Neither Stosh nor Tatus thought I would or should be discharged the day after the surgery. But the gyno, who assumed I was like the average patient (and worse yet, a Public Aid case), told me to go home early Tuesday evening, because I was "capable" of eating and drinking on my own. Tatus, who hadn't seen me yet on Tuesday but was planning to stop by before he went home, got a text from me at around 5pm, I think, saying that there was a change of plans and that I was being released, so I wouldn't get to see him before I left. When we talked later, I think he was surprised that I had been.

I kept emphasizing to the gyno that she should've left me in the hospital at least one more day, and while Stosh thought that was the best course of action as well, she was in charge of my case and it's HER fault I was discharged, yet she said, "But MOST of my patients do fine 24 hours after surgery..." and "most of my patients don't need narcotics after the operation...." Again, I'm anything but MOST of her patients.

She fought me tooth and nail and played the blame game, which, if she has a problem with one or more of my other doctors, she should take it up with them, not me. I'm just the helpless patient. Yes, my mom told the ER that the gyno (and she gave them her name) operated on me the day before, and my mom did her part explaining everything that was going on to the ER people, so it's not like it's our fault that there was what the gyno called a miss-communication or lack thereof.

It's no wonder OB/GYN malpractice insurance is so expensive, it's driving all the doctors of that specialty out of Illinois and into cheaper states. Because some OB/GYN's fuck things up.

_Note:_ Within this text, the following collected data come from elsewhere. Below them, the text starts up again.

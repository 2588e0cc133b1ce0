//! Query watcher
//!
//! Records executed statements with duration; statements at or above the
//! configured threshold are tagged `slow`.

use super::Recorder;
use crate::config::QueryWatcherConfig;
use crate::entry::{EntryKind, NewEntry, OutcomeStatus};
use async_trait::async_trait;
use serde_json::{json, Value};
use std::sync::Arc;
use std::time::Instant;

/// Capability trait the host's query engine is adapted to.
#[async_trait]
pub trait QueryExecutor: Send + Sync {
    async fn execute(&self, statement: &str, bindings: &[Value]) -> anyhow::Result<Value>;
}

/// Structured fields for manual tracking.
#[derive(Debug, Clone)]
pub struct QueryRecord {
    pub statement: String,
    pub bindings: Vec<Value>,
    pub duration_ms: i64,
}

#[derive(Clone)]
pub struct QueryWatcher {
    recorder: Recorder,
    config: QueryWatcherConfig,
}

impl QueryWatcher {
    pub fn new(recorder: Recorder, config: QueryWatcherConfig) -> Self {
        Self { recorder, config }
    }

    pub fn wrap(&self, target: Arc<dyn QueryExecutor>) -> Arc<dyn QueryExecutor> {
        Arc::new(InstrumentedQueryExecutor {
            inner: target,
            watcher: self.clone(),
        })
    }

    pub async fn track(&self, record: QueryRecord) -> Option<u64> {
        let entry = self.build_entry(
            &record.statement,
            &record.bindings,
            OutcomeStatus::Completed,
            record.duration_ms,
            None,
        );
        self.recorder.record(entry).await
    }

    fn build_entry(
        &self,
        statement: &str,
        bindings: &[Value],
        status: OutcomeStatus,
        duration_ms: i64,
        error: Option<String>,
    ) -> NewEntry {
        let slow = duration_ms >= self.config.slow_threshold_ms as i64;
        let mut payload = json!({
            "statement": statement,
            "bindings": bindings,
            "durationMs": duration_ms,
            "slow": slow,
            "status": status,
        });
        if let Some(error) = error {
            payload
                .as_object_mut()
                .expect("payload is an object")
                .insert("errors".to_string(), json!([error]));
        }

        let mut entry = NewEntry::new(EntryKind::Query, payload)
            .with_status(status)
            .with_duration_ms(duration_ms);
        if let Some(verb) = statement.split_whitespace().next() {
            entry = entry.with_method(verb.to_uppercase());
        }
        if slow {
            entry = entry.with_tag("slow");
        }
        entry
    }
}

struct InstrumentedQueryExecutor {
    inner: Arc<dyn QueryExecutor>,
    watcher: QueryWatcher,
}

#[async_trait]
impl QueryExecutor for InstrumentedQueryExecutor {
    async fn execute(&self, statement: &str, bindings: &[Value]) -> anyhow::Result<Value> {
        let started = Instant::now();
        let result = self.inner.execute(statement, bindings).await;
        let duration_ms = started.elapsed().as_millis() as i64;

        let (status, error) = match &result {
            Ok(_) => (OutcomeStatus::Completed, None),
            Err(err) => (OutcomeStatus::Failed, Some(err.to_string())),
        };
        let entry = self
            .watcher
            .build_entry(statement, bindings, status, duration_ms, error);
        self.watcher.recorder.record(entry).await;

        result
    }
}
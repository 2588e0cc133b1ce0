//! Exception watcher
//!
//! Manual-only: errors are reported by the host, not intercepted. Entries
//! start unresolved and are the only kind the store accepts resolution
//! changes for.

use super::Recorder;
use crate::entry::{EntryKind, NewEntry, OutcomeStatus};
use serde_json::json;

pub struct ExceptionWatcher {
    recorder: Recorder,
}

impl ExceptionWatcher {
    pub fn new(recorder: Recorder) -> Self {
        Self { recorder }
    }

    /// Record an error with its full source chain.
    pub async fn track(
        &self,
        error: &(dyn std::error::Error + 'static),
        tags: &[String],
    ) -> Option<u64> {
        let mut chain = Vec::new();
        let mut source = error.source();
        while let Some(cause) = source {
            chain.push(cause.to_string());
            source = cause.source();
        }

        let entry = NewEntry::new(
            EntryKind::Exception,
            json!({
                "message": error.to_string(),
                "chain": chain,
                "status": OutcomeStatus::Failed,
            }),
        )
        .with_name(error.to_string())
        .with_status(OutcomeStatus::Failed)
        .with_tags(tags.iter().cloned());

        self.recorder.record(entry).await
    }

    /// Record a plain error message observed out-of-band.
    pub async fn report(&self, message: &str, tags: &[String]) -> Option<u64> {
        let entry = NewEntry::new(
            EntryKind::Exception,
            json!({
                "message": message,
                "chain": [],
                "status": OutcomeStatus::Failed,
            }),
        )
        .with_name(message)
        .with_status(OutcomeStatus::Failed)
        .with_tags(tags.iter().cloned());

        self.recorder.record(entry).await
    }
}

#[cfg(test)]
mod tests {
    use super::*;
    use crate::store::EntryStore;
    use std::sync::Arc;

    #[derive(Debug, thiserror::Error)]
    #[error("request handling failed")]
    struct OuterError {
        #[source]
        cause: InnerError,
    }

    #[derive(Debug, thiserror::Error)]
    #[error("connection reset")]
    struct InnerError;

    #[tokio::test]
    async fn test_source_chain_captured() {
        let store = Arc::new(EntryStore::in_memory().await.unwrap());
        let watcher = ExceptionWatcher::new(Recorder::new(store.clone()));

        let error = OuterError { cause: InnerError };
        let sequence = watcher
            .track(&error, &["request:abc".to_string()])
            .await
            .unwrap();

        let entry = store.get_by_id(sequence).await.unwrap();
        assert_eq!(entry.kind, EntryKind::Exception);
        assert_eq!(entry.payload["message"], json!("request handling failed"));
        assert_eq!(entry.payload["chain"], json!(["connection reset"]));
        assert_eq!(entry.resolved, Some(false));
        assert_eq!(entry.tags, vec!["request:abc".to_string()]);
    }

    #[tokio::test]
    async fn test_reported_exception_is_resolvable() {
        let store = Arc::new(EntryStore::in_memory().await.unwrap());
        let watcher = ExceptionWatcher::new(Recorder::new(store.clone()));

        let sequence = watcher.report("panic in worker", &[]).await.unwrap();
        store.resolve_entry(sequence).await.unwrap();

        let entry = store.get_by_id(sequence).await.unwrap();
        assert_eq!(entry.resolved, Some(true));
    }
}
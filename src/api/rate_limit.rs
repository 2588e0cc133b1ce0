//! Fixed-window rate limiter for the polling endpoints
//!
//! Dashboard clients poll for updates; a runaway poller must not turn the
//! telemetry store into load on its own host.

use crate::error::CoreError;
use dashmap::DashMap;
use std::time::{Duration, Instant};

pub struct FixedWindowLimiter {
    limit: u32,
    window: Duration,
    windows: DashMap<String, (Instant, u32)>,
}

impl FixedWindowLimiter {
    pub fn new(limit: u32, window: Duration) -> Self {
        Self {
            limit,
            window,
            windows: DashMap::new(),
        }
    }

    pub fn per_minute(limit: u32) -> Self {
        Self::new(limit, Duration::from_secs(60))
    }

    /// Count one request for `key`, failing with `RateLimited` once the
    /// window's budget is spent.
    pub fn check(&self, key: &str) -> Result<(), CoreError> {
        let now = Instant::now();
        let mut slot = self
            .windows
            .entry(key.to_string())
            .or_insert((now, 0));
        let (window_start, count) = slot.value_mut();

        if now.duration_since(*window_start) >= self.window {
            *window_start = now;
            *count = 0;
        }

        if *count >= self.limit {
            return Err(CoreError::RateLimited);
        }

        *count += 1;
        Ok(())
    }
}
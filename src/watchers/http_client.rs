//! Outbound HTTP watcher
//!
//! Wraps an HTTP dispatcher: one entry per outbound call with method, URI,
//! status code and duration. Transport failures (no response at all) are
//! recorded as failed with no numeric code.

use super::Recorder;
use crate::config::HttpClientWatcherConfig;
use crate::entry::{EntryKind, NewEntry, OutcomeStatus};
use async_trait::async_trait;
use serde_json::{json, Value};
use std::collections::BTreeMap;
use std::sync::Arc;
use std::time::Instant;

#[derive(Debug, Clone)]
pub struct OutboundRequest {
    pub method: String,
    pub uri: String,
    pub headers: BTreeMap<String, String>,
    pub body: Option<Value>,
}

impl OutboundRequest {
    pub fn new(method: impl Into<String>, uri: impl Into<String>) -> Self {
        Self {
            method: method.into(),
            uri: uri.into(),
            headers: BTreeMap::new(),
            body: None,
        }
    }

    pub fn with_header(mut self, name: impl Into<String>, value: impl Into<String>) -> Self {
        self.headers.insert(name.into(), value.into());
        self
    }

    pub fn with_body(mut self, body: Value) -> Self {
        self.body = Some(body);
        self
    }
}

#[derive(Debug, Clone)]
pub struct OutboundResponse {
    pub status: u16,
    pub headers: BTreeMap<String, String>,
    pub body: Option<Value>,
}

/// Capability trait the host's HTTP client is adapted to.
#[async_trait]
pub trait HttpDispatcher: Send + Sync {
    async fn dispatch(&self, request: &OutboundRequest) -> anyhow::Result<OutboundResponse>;
}

/// Dispatcher backed by a shared `reqwest::Client`.
pub struct ReqwestDispatcher {
    client: reqwest::Client,
}

impl ReqwestDispatcher {
    pub fn new(client: reqwest::Client) -> Self {
        Self { client }
    }
}

impl Default for ReqwestDispatcher {
    fn default() -> Self {
        Self::new(reqwest::Client::new())
    }
}

#[async_trait]
impl HttpDispatcher for ReqwestDispatcher {
    async fn dispatch(&self, request: &OutboundRequest) -> anyhow::Result<OutboundResponse> {
        let method = reqwest::Method::from_bytes(request.method.as_bytes())?;
        let mut builder = self.client.request(method, &request.uri);
        for (name, value) in &request.headers {
            builder = builder.header(name.as_str(), value.as_str());
        }
        if let Some(body) = &request.body {
            builder = builder.json(body);
        }

        let response = builder.send().await?;
        let status = response.status().as_u16();
        let headers = response
            .headers()
            .iter()
            .filter_map(|(name, value)| {
                value
                    .to_str()
                    .ok()
                    .map(|v| (name.to_string(), v.to_string()))
            })
            .collect();
        let body = response.json::<Value>().await.ok();

        Ok(OutboundResponse {
            status,
            headers,
            body,
        })
    }
}

/// Structured fields for manual tracking.
#[derive(Debug, Clone)]
pub struct HttpClientRecord {
    pub method: String,
    pub uri: String,
    pub status_code: Option<u16>,
    pub duration_ms: i64,
}

#[derive(Clone)]
pub struct HttpClientWatcher {
    recorder: Recorder,
    #[allow(dead_code)]
    config: HttpClientWatcherConfig,
}

impl HttpClientWatcher {
    pub fn new(recorder: Recorder, config: HttpClientWatcherConfig) -> Self {
        Self { recorder, config }
    }

    pub fn wrap(&self, target: Arc<dyn HttpDispatcher>) -> Arc<dyn HttpDispatcher> {
        Arc::new(InstrumentedDispatcher {
            inner: target,
            watcher: self.clone(),
        })
    }

    pub async fn track(&self, record: HttpClientRecord) -> Option<u64> {
        let entry = build_entry(
            &record.method,
            &record.uri,
            record.status_code,
            record.duration_ms,
            None,
        );
        self.recorder.record(entry).await
    }
}

struct InstrumentedDispatcher {
    inner: Arc<dyn HttpDispatcher>,
    watcher: HttpClientWatcher,
}

#[async_trait]
impl HttpDispatcher for InstrumentedDispatcher {
    async fn dispatch(&self, request: &OutboundRequest) -> anyhow::Result<OutboundResponse> {
        let started = Instant::now();
        let result = self.inner.dispatch(request).await;
        let duration_ms = started.elapsed().as_millis() as i64;

        let entry = match &result {
            Ok(response) => build_entry(
                &request.method,
                &request.uri,
                Some(response.status),
                duration_ms,
                None,
            ),
            Err(err) => build_entry(
                &request.method,
                &request.uri,
                None,
                duration_ms,
                Some(err.to_string()),
            ),
        };
        self.watcher.recorder.record(entry).await;

        result
    }
}

fn build_entry(
    method: &str,
    uri: &str,
    status_code: Option<u16>,
    duration_ms: i64,
    error: Option<String>,
) -> NewEntry {
    // 4xx/5xx responses are failures with a code; transport errors are
    // failures with no code.
    let status = match status_code {
        Some(code) if code < 400 => OutcomeStatus::Completed,
        _ => OutcomeStatus::Failed,
    };

    let mut payload = json!({
        "method": method.to_uppercase(),
        "uri": uri,
        "durationMs": duration_ms,
        "status": status,
    });
    let map = payload.as_object_mut().expect("payload is an object");
    if let Some(code) = status_code {
        map.insert("statusCode".to_string(), json!(code));
    }
    if let Some(error) = error {
        map.insert("errors".to_string(), json!([error]));
    }

    let mut entry = NewEntry::new(EntryKind::HttpClientCall, payload)
        .with_name(uri)
        .with_method(method.to_uppercase())
        .with_status(status)
        .with_duration_ms(duration_ms);
    if let Some(code) = status_code {
        entry = entry.with_status_code(code as i64);
    }
    entry
}

#[cfg(test)]
mod tests {
    use super::*;
    use crate::store::EntryStore;

    struct FixedDispatcher {
        status: u16,
    }

    #[async_trait]
    impl HttpDispatcher for FixedDispatcher {
        async fn dispatch(&self, _request: &OutboundRequest) -> anyhow::Result<OutboundResponse> {
            Ok(OutboundResponse {
                status: self.status,
                headers: BTreeMap::new(),
                body: None,
            })
        }
    }

    struct BrokenDispatcher;

    #[async_trait]
    impl HttpDispatcher for BrokenDispatcher {
        async fn dispatch(&self, _request: &OutboundRequest) -> anyhow::Result<OutboundResponse> {
            anyhow::bail!("connection refused")
        }
    }

    #[tokio::test]
    async fn test_response_status_recorded() {
        let store = Arc::new(EntryStore::in_memory().await.unwrap());
        let watcher = Arc::new(HttpClientWatcher::new(
            Recorder::new(store.clone()),
            HttpClientWatcherConfig::default(),
        ));
        let dispatcher = watcher.wrap(Arc::new(FixedDispatcher { status: 201 }));

        let response = dispatcher
            .dispatch(&OutboundRequest::new("post", "https://api.example.com/users"))
            .await
            .unwrap();
        assert_eq!(response.status, 201);

        let entry = store.get_by_id(1).await.unwrap();
        assert_eq!(entry.kind, EntryKind::HttpClientCall);
        assert_eq!(entry.payload["method"], json!("POST"));
        assert_eq!(entry.payload["statusCode"], json!(201));
        assert_eq!(entry.payload["status"], json!("completed"));
    }

    #[tokio::test]
    async fn test_transport_error_has_no_code() {
        let store = Arc::new(EntryStore::in_memory().await.unwrap());
        let watcher = Arc::new(HttpClientWatcher::new(
            Recorder::new(store.clone()),
            HttpClientWatcherConfig::default(),
        ));
        let dispatcher = watcher.wrap(Arc::new(BrokenDispatcher));

        let err = dispatcher
            .dispatch(&OutboundRequest::new("get", "https://unreachable.example.com"))
            .await
            .unwrap_err();
        assert_eq!(err.to_string(), "connection refused");

        let entry = store.get_by_id(1).await.unwrap();
        assert_eq!(entry.payload["status"], json!("failed"));
        assert!(entry.payload.get("statusCode").is_none());
    }
}
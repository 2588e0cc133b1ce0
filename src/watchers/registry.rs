//! Watcher registry
//!
//! Activates watchers from configuration at startup: for each kind, build
//! the watcher handle if enabled and wrap the target if one is present.
//! Absent targets are legal and degrade to manual tracking; disabled
//! watchers pass the original target through untouched. Install is
//! idempotent — a second call returns the already-built set instead of
//! wrapping wrappers.

use super::batch::{BatchProcessor, BatchWatcher};
use super::cache::{CacheStore, CacheWatcher};
use super::exception::ExceptionWatcher;
use super::http_client::{HttpClientWatcher, HttpDispatcher};
use super::log::LogWatcherLayer;
use super::mail::{Mailer, MailWatcher};
use super::query::{QueryExecutor, QueryWatcher};
use super::queue::{JobQueue, QueueWatcher};
use super::Recorder;
use crate::config::WatchersConfig;
use std::sync::{Arc, Mutex};

/// Optional targets resolved from the host's dependency pool.
#[derive(Default)]
pub struct TargetPool {
    pub batch: Option<Arc<dyn BatchProcessor>>,
    pub cache: Option<Arc<dyn CacheStore>>,
    pub query: Option<Arc<dyn QueryExecutor>>,
    pub http_client: Option<Arc<dyn HttpDispatcher>>,
    pub queue: Option<Arc<dyn JobQueue>>,
    pub mail: Option<Arc<dyn Mailer>>,
}

/// Result of installation. For each kind: the watcher handle (`None` when
/// disabled) and the target the host should use from now on — instrumented
/// when enabled and present, the original when disabled, `None` when absent.
pub struct InstalledWatchers {
    pub batch: Option<Arc<BatchWatcher>>,
    pub batch_processor: Option<Arc<dyn BatchProcessor>>,
    pub cache: Option<Arc<CacheWatcher>>,
    pub cache_store: Option<Arc<dyn CacheStore>>,
    pub query: Option<Arc<QueryWatcher>>,
    pub query_executor: Option<Arc<dyn QueryExecutor>>,
    pub http_client: Option<Arc<HttpClientWatcher>>,
    pub http_dispatcher: Option<Arc<dyn HttpDispatcher>>,
    pub queue: Option<Arc<QueueWatcher>>,
    pub job_queue: Option<Arc<dyn JobQueue>>,
    pub mail: Option<Arc<MailWatcher>>,
    pub mailer: Option<Arc<dyn Mailer>>,
    pub exception: Option<Arc<ExceptionWatcher>>,
    pub log_layer: Option<LogWatcherLayer>,
}

pub struct WatcherRegistry {
    recorder: Recorder,
    config: WatchersConfig,
    installed: Mutex<Option<Arc<InstalledWatchers>>>,
}

impl WatcherRegistry {
    pub fn new(recorder: Recorder, config: WatchersConfig) -> Self {
        Self {
            recorder,
            config,
            installed: Mutex::new(None),
        }
    }

    /// Install watchers over the supplied targets. Must be called from
    /// within a tokio runtime (the log watcher spawns its forwarding task).
    pub fn install(&self, targets: &TargetPool) -> Arc<InstalledWatchers> {
        let mut slot = self.installed.lock().expect("registry lock poisoned");
        if let Some(existing) = slot.as_ref() {
            tracing::debug!("Watchers already installed; returning existing set");
            return Arc::clone(existing);
        }

        let (batch, batch_processor) = if self.config.batch.enabled {
            let watcher = Arc::new(BatchWatcher::new(
                self.recorder.clone(),
                self.config.batch.clone(),
            ));
            let wrapped = match &targets.batch {
                Some(target) => Some(watcher.wrap(Arc::clone(target))),
                None => {
                    warn_absent("batch");
                    None
                }
            };
            (Some(watcher), wrapped)
        } else {
            (None, targets.batch.clone())
        };

        let (cache, cache_store) = if self.config.cache.enabled {
            let watcher = Arc::new(CacheWatcher::new(
                self.recorder.clone(),
                self.config.cache.clone(),
            ));
            let wrapped = match &targets.cache {
                Some(target) => Some(watcher.wrap(Arc::clone(target))),
                None => {
                    warn_absent("cache");
                    None
                }
            };
            (Some(watcher), wrapped)
        } else {
            (None, targets.cache.clone())
        };

        let (query, query_executor) = if self.config.query.enabled {
            let watcher = Arc::new(QueryWatcher::new(
                self.recorder.clone(),
                self.config.query.clone(),
            ));
            let wrapped = match &targets.query {
                Some(target) => Some(watcher.wrap(Arc::clone(target))),
                None => {
                    warn_absent("query");
                    None
                }
            };
            (Some(watcher), wrapped)
        } else {
            (None, targets.query.clone())
        };

        let (http_client, http_dispatcher) = if self.config.http_client.enabled {
            let watcher = Arc::new(HttpClientWatcher::new(
                self.recorder.clone(),
                self.config.http_client.clone(),
            ));
            let wrapped = match &targets.http_client {
                Some(target) => Some(watcher.wrap(Arc::clone(target))),
                None => {
                    warn_absent("http-client");
                    None
                }
            };
            (Some(watcher), wrapped)
        } else {
            (None, targets.http_client.clone())
        };

        let (queue, job_queue) = if self.config.queue.enabled {
            let watcher = Arc::new(QueueWatcher::new(
                self.recorder.clone(),
                self.config.queue.clone(),
            ));
            let wrapped = match &targets.queue {
                Some(target) => Some(watcher.wrap(Arc::clone(target))),
                None => {
                    warn_absent("queue");
                    None
                }
            };
            (Some(watcher), wrapped)
        } else {
            (None, targets.queue.clone())
        };

        let (mail, mailer) = if self.config.mail.enabled {
            let watcher = Arc::new(MailWatcher::new(
                self.recorder.clone(),
                self.config.mail.clone(),
            ));
            let wrapped = match &targets.mail {
                Some(target) => Some(watcher.wrap(Arc::clone(target))),
                None => {
                    warn_absent("mail");
                    None
                }
            };
            (Some(watcher), wrapped)
        } else {
            (None, targets.mail.clone())
        };

        let exception = self
            .config
            .exception
            .enabled
            .then(|| Arc::new(ExceptionWatcher::new(self.recorder.clone())));

        let log_layer = self
            .config
            .log
            .enabled
            .then(|| LogWatcherLayer::spawn(self.recorder.clone(), &self.config.log));

        let installed = Arc::new(InstalledWatchers {
            batch,
            batch_processor,
            cache,
            cache_store,
            query,
            query_executor,
            http_client,
            http_dispatcher,
            queue,
            job_queue,
            mail,
            mailer,
            exception,
            log_layer,
        });
        *slot = Some(Arc::clone(&installed));
        installed
    }
}

fn warn_absent(kind: &str) {
    tracing::warn!(
        watcher = kind,
        "Target not present; automatic tracking unavailable, manual tracking only"
    );
}

#[cfg(test)]
mod tests {
    use super::*;
    use crate::store::EntryStore;
    use crate::watchers::batch::BatchJob;
    use async_trait::async_trait;
    use serde_json::{json, Value};

    struct EchoProcessor;

    #[async_trait]
    impl BatchProcessor for EchoProcessor {
        async fn process(&self, _job: &BatchJob) -> anyhow::Result<Value> {
            Ok(json!("done"))
        }
    }

    async fn registry() -> (WatcherRegistry, Arc<EntryStore>) {
        let store = Arc::new(EntryStore::in_memory().await.unwrap());
        let registry = WatcherRegistry::new(Recorder::new(store.clone()), WatchersConfig::default());
        (registry, store)
    }

    #[tokio::test]
    async fn test_absent_targets_keep_manual_tracking() {
        let (registry, _store) = registry().await;
        let installed = registry.install(&TargetPool::default());

        assert!(installed.batch.is_some());
        assert!(installed.batch_processor.is_none());
        assert!(installed.exception.is_some());
    }

    #[tokio::test]
    async fn test_install_is_idempotent() {
        let (registry, _store) = registry().await;
        let pool = TargetPool {
            batch: Some(Arc::new(EchoProcessor)),
            ..Default::default()
        };

        let first = registry.install(&pool);
        let second = registry.install(&pool);
        assert!(Arc::ptr_eq(&first, &second));
    }

    #[tokio::test]
    async fn test_disabled_watcher_passes_target_through() {
        let store = Arc::new(EntryStore::in_memory().await.unwrap());
        let mut config = WatchersConfig::default();
        config.batch.enabled = false;
        let registry = WatcherRegistry::new(Recorder::new(store.clone()), config);

        let pool = TargetPool {
            batch: Some(Arc::new(EchoProcessor)),
            ..Default::default()
        };
        let installed = registry.install(&pool);

        assert!(installed.batch.is_none());
        let processor = installed.batch_processor.as_ref().unwrap();
        processor
            .process(&BatchJob::new("noop", "process", vec![]))
            .await
            .unwrap();

        // nothing recorded through the pass-through target
        assert_eq!(store.latest_sequence().await.unwrap(), None);
    }
}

I'm still pumping Gatorade at home and lots of juice and tea to stay hydrated and taking an antibiotic for my other sickness. I've honestly had enough of knock-knock-knockin' on Heaven's door lately, folks, and I mean that sincerely. Luke gave me back my Keith Richards "Too Tough to Die" t-shirt, which is my good luck charm, and I feel like I've got 9 lives but I've used about 6 or 7 of them already. It's going to take a lot more than dehydration to stop this Offbeat Drummer.

Back in black
I hit the sack
I've been too long I'm glad to be back
Yes, I'm let loose
From the noose
That's kept me hanging about
I've been looking at the sky
'Cause it's gettin' me high
Forget the hearse 'cause I never die
I got nine lives
Cat's eyes
Abusin' every one of them and running wild...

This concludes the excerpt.